* **PROBLEM STATEMENT**: The output should be all lines of the entries below in which the word "domain" occurs.

* **ENTRIES PROVIDED**:

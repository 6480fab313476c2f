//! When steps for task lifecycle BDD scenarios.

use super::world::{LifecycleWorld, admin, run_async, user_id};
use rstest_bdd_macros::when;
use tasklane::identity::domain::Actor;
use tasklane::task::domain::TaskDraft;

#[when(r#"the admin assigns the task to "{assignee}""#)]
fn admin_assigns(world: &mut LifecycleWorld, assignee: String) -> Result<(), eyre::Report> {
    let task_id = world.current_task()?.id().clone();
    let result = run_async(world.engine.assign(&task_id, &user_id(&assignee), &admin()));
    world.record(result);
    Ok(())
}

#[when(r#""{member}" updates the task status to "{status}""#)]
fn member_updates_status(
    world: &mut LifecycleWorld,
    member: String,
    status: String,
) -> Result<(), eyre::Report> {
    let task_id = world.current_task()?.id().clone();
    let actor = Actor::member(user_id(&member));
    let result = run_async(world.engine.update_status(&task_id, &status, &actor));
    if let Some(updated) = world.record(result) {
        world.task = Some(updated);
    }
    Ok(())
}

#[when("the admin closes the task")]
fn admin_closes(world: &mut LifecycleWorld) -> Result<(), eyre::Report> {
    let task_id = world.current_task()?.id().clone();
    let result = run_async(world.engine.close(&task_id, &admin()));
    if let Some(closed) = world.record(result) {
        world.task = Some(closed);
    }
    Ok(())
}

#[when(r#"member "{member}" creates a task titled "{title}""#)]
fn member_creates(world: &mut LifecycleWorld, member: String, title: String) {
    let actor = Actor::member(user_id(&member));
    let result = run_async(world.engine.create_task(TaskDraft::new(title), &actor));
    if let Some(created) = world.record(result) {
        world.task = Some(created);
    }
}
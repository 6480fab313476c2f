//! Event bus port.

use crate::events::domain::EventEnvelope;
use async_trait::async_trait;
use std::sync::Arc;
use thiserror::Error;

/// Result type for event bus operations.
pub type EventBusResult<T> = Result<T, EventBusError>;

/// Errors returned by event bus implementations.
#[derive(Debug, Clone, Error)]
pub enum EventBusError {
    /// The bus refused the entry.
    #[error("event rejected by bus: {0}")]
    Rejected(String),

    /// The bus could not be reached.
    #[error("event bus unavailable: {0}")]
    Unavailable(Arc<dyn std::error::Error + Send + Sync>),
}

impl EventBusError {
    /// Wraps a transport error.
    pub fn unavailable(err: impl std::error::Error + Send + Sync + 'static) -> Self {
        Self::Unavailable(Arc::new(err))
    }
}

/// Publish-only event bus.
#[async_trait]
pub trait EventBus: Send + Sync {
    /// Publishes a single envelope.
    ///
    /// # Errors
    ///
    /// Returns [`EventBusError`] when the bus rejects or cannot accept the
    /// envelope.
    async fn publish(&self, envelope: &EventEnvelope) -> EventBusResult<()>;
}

* **ANSWER TO THIS PROBLEM**:
use tasklane::identity::domain::Actor;
use tasklane::task::domain::TaskDraft;
use crate::events::domain::EventEnvelope;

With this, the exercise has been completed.